President Trump began his Presidency by falsely asserting that his Inaugural crowd was larger than Obama’s, a claim easily refuted by comparing aerial photographs of the two groups. Trump’s ridiculous claim was the first step in his goal of reconfiguring our fractured political stage into a tragic farce. Instead of one “Big Lie,” he bludgeons us with non-stop fraud that generates disorientation, demoralization, and dangerous polarization.
One might think that Trump’s blatant contempt for obvious facts would undermine his legitimacy, but systemic lying is a very eﬀective tool for consolidating political power.
Lies enable a leader to quickly assess the political landscape. Supporters demonstrate their fealty by ignoring their senses, attacking those who maintain the truth. Opponents gleefully seize upon apparent blunders, revealing the nature and extent of their opposition. Their bewildered outrage polarizes the populace even more, facilitating the elite’s enduring strategy of “divide and conquer.” Many in the so-called middle lie low, out of indiﬀerence, ambivalence about both sides, or knowing that any public expression entangles them in an increasingly disgusting culture.
In other words, systemic dishonesty serves as a political sorting hat, similar to the magic hat that assigned new students to the appropriate house in the Harry Potter novels.
This sorting extends far beyond the three basic political categories of support, opposition, and quietude. Lies enable the leader to more easily determine particular roles for supporters. Some are aware of the deceptions, but suppress any reaction because honesty interferes with their ideological goals and personal ambitions. Because they also are not very interested in the truth, they can easily adapt when the leader redefines reality in another direction. The ends justify the means.
These people are extremely important, because they are in contact with reality but consider it subordinate to other purposes. A select few may be permitted to join the leader in laughter about the masses’ gullibility. Aside from everything else, the leader and his coterie get pleasure out of manipulating the masses, watching the populace totally defer not only to beliefs but also to facts.
When the leader acts badly, it is easy for the fervent to not only tolerate the leader’s dishonesty but also to lie in support. They have already compromised themselves by accepting so much nonsense. For example, some Republicans have promoted a seemingly irrelevant, arcane distinction between “shithole” and “shithouse,” as if labeling struggling countries as “shithouses” would somehow exonerate the President from charges of racism and boorish behavior. Others use euphemisms, such as “strong language,” thereby propping up Trump’s image of weird virility.

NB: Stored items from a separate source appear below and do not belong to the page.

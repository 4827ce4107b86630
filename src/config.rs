//! Agent configuration.

use crate::error::{AgentError, Result};
use serde::{Deserialize, Serialize};
use std::time::Duration;
use sysinfo::System;

/// Node name placeholder that resolves to the machine hostname.
pub const HOSTNAME_PLACEHOLDER: &str = "hostname";

/// Per-resource configuration.
#[derive(Debug, Clone, Copy, PartialEq, Eq, Serialize, Deserialize)]
pub struct ResourceConfig {
    /// Polling interval
    pub interval: Duration,
    /// Whether to emit the extended metric set
    pub extended: bool,
}

impl ResourceConfig {
    pub fn new(interval: Duration, extended: bool) -> Self {
        Self { interval, extended }
    }
}

/// Configuration for the whole agent.
#[derive(Debug, Clone, Serialize, Deserialize)]
pub struct AgentConfig {
    /// Address of the statsd collector
    pub statsd_address: String,
    /// Node name used to namespace every metric
    pub node_name: String,
    /// Emit extended metrics
    pub extended: bool,
    /// CPU polling interval
    pub cpu_interval: Duration,
    /// Memory polling interval
    pub memory_interval: Duration,
    /// Disk polling interval
    pub disk_interval: Duration,
}

impl Default for AgentConfig {
    fn default() -> Self {
        Self {
            statsd_address: crate::DEFAULT_STATSD_ADDRESS.to_string(),
            node_name: HOSTNAME_PLACEHOLDER.to_string(),
            extended: false,
            cpu_interval: crate::DEFAULT_CPU_INTERVAL,
            memory_interval: crate::DEFAULT_MEMORY_INTERVAL,
            disk_interval: crate::DEFAULT_DISK_INTERVAL,
        }
    }
}

impl AgentConfig {
    /// Set the statsd collector address.
    pub fn with_statsd_address(mut self, address: impl Into<String>) -> Self {
        self.statsd_address = address.into();
        self
    }

    /// Set the node name.
    pub fn with_node_name(mut self, name: impl Into<String>) -> Self {
        self.node_name = name.into();
        self
    }

    /// Enable or disable extended metrics.
    pub fn with_extended(mut self, extended: bool) -> Self {
        self.extended = extended;
        self
    }

    pub fn with_cpu_interval(mut self, interval: Duration) -> Self {
        self.cpu_interval = interval;
        self
    }

    pub fn with_memory_interval(mut self, interval: Duration) -> Self {
        self.memory_interval = interval;
        self
    }

    pub fn with_disk_interval(mut self, interval: Duration) -> Self {
        self.disk_interval = interval;
        self
    }

    pub fn cpu(&self) -> ResourceConfig {
        ResourceConfig::new(self.cpu_interval, self.extended)
    }

    pub fn memory(&self) -> ResourceConfig {
        ResourceConfig::new(self.memory_interval, self.extended)
    }

    pub fn disk(&self) -> ResourceConfig {
        ResourceConfig::new(self.disk_interval, self.extended)
    }

    /// Check the configuration before anything is started.
    pub fn validate(&self) -> Result<()> {
        if self.statsd_address.trim().is_empty() {
            return Err(AgentError::config_error("statsd address must not be empty"));
        }

        for (name, interval) in [
            ("cpu", self.cpu_interval),
            ("memory", self.memory_interval),
            ("disk", self.disk_interval),
        ] {
            if interval.is_zero() {
                return Err(AgentError::config_error(format!(
                    "{name} interval must be greater than zero"
                )));
            }
        }

        Ok(())
    }

    /// Resolve the node name, looking up the hostname for the placeholder.
    pub fn resolve_node_name(&self) -> Result<String> {
        if self.node_name != HOSTNAME_PLACEHOLDER {
            return Ok(self.node_name.clone());
        }

        System::host_name()
            .filter(|host| !host.is_empty())
            .ok_or(AgentError::Hostname)
    }
}

/// Parse a duration string such as `"5s"`, `"250ms"` or `"1m30s"`.
pub fn parse_interval(value: &str) -> Result<Duration> {
    humantime::parse_duration(value)
        .map_err(|e| AgentError::config_error(format!("invalid duration {value:?}: {e}")))
}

Another group remains deferential because they want more hierarchy than currently exists and/or they prefer some of the leader’s policies more than competing alternatives. Senator Lindsey Graham revealed insuﬃcient devotion by telling the truth and even criticizing the President for the “shithole” remark. He probably won’t be golfing with Trump for quite a while, where Trump compulsively reasserts his dominance by openly cheating. Meanwhile, the inner circle of courtiers will mock Graham for his naiveté.
Many other followers believe almost every lie. They are useful idiots (pardon the cliché, but it has enduring value). They virulently turn on anyone who doubts any aspect of the leader’s vision. After all, they have made a quasi-religious leap of faith by allowing their leader to define a reality that transcends facts. They keep the movement’s doubters and hustlers in line while intimidating opponents with their fanaticism.
Others just don’t care, so long as their leader protects their interests. They believe they will do better than those who lie low or remain in opposition. Many oligarchs gleefully support an authoritarian who enriches them until they are suddenly thrown in jail for “corruption.”
Overall, institutionalized lying reinforces rigid hierarchy by converting political movements into quasi-religious cults of personality. The leader is a god-like figure who has overcome history. Lying turns the inherently tribal nature of partisan politics into a cauldron of mutual contempt and intolerance. Followers despise opponents for lack of respect. The opposition considers the supporters to be craven, deranged, or stupid.
While it would be profoundly inaccurate to claim moral equivalence between the two major Parties, it is important to observe that the Democratic Party has a diﬀerent cluster of mandatory narratives. But at least so far, that Party’s moral failings typify politics within any democratic regime. Democratic leaders break promises, misdirect people, create their own set of “politically correct” litmus tests, and suppress important facts. But they don’t base their positions on facts that can be so easily refuted.
People will always disagree about predictions (What are the human eﬀects on climate chaos?), opinions (Is Trump racist?), and policies (Should poor children receive health care or wealthy people more tax cuts?). But when there is no common understanding about the factual world we share, there is far less likelihood of creating the necessary common ground for political understanding and even compromise. Quite frankly, I don’t know how to talk to someone who still` believes Trump had a larger crowd than Obama or that Obama is a Muslim. And that is just the way Trump and his elite supporters want it.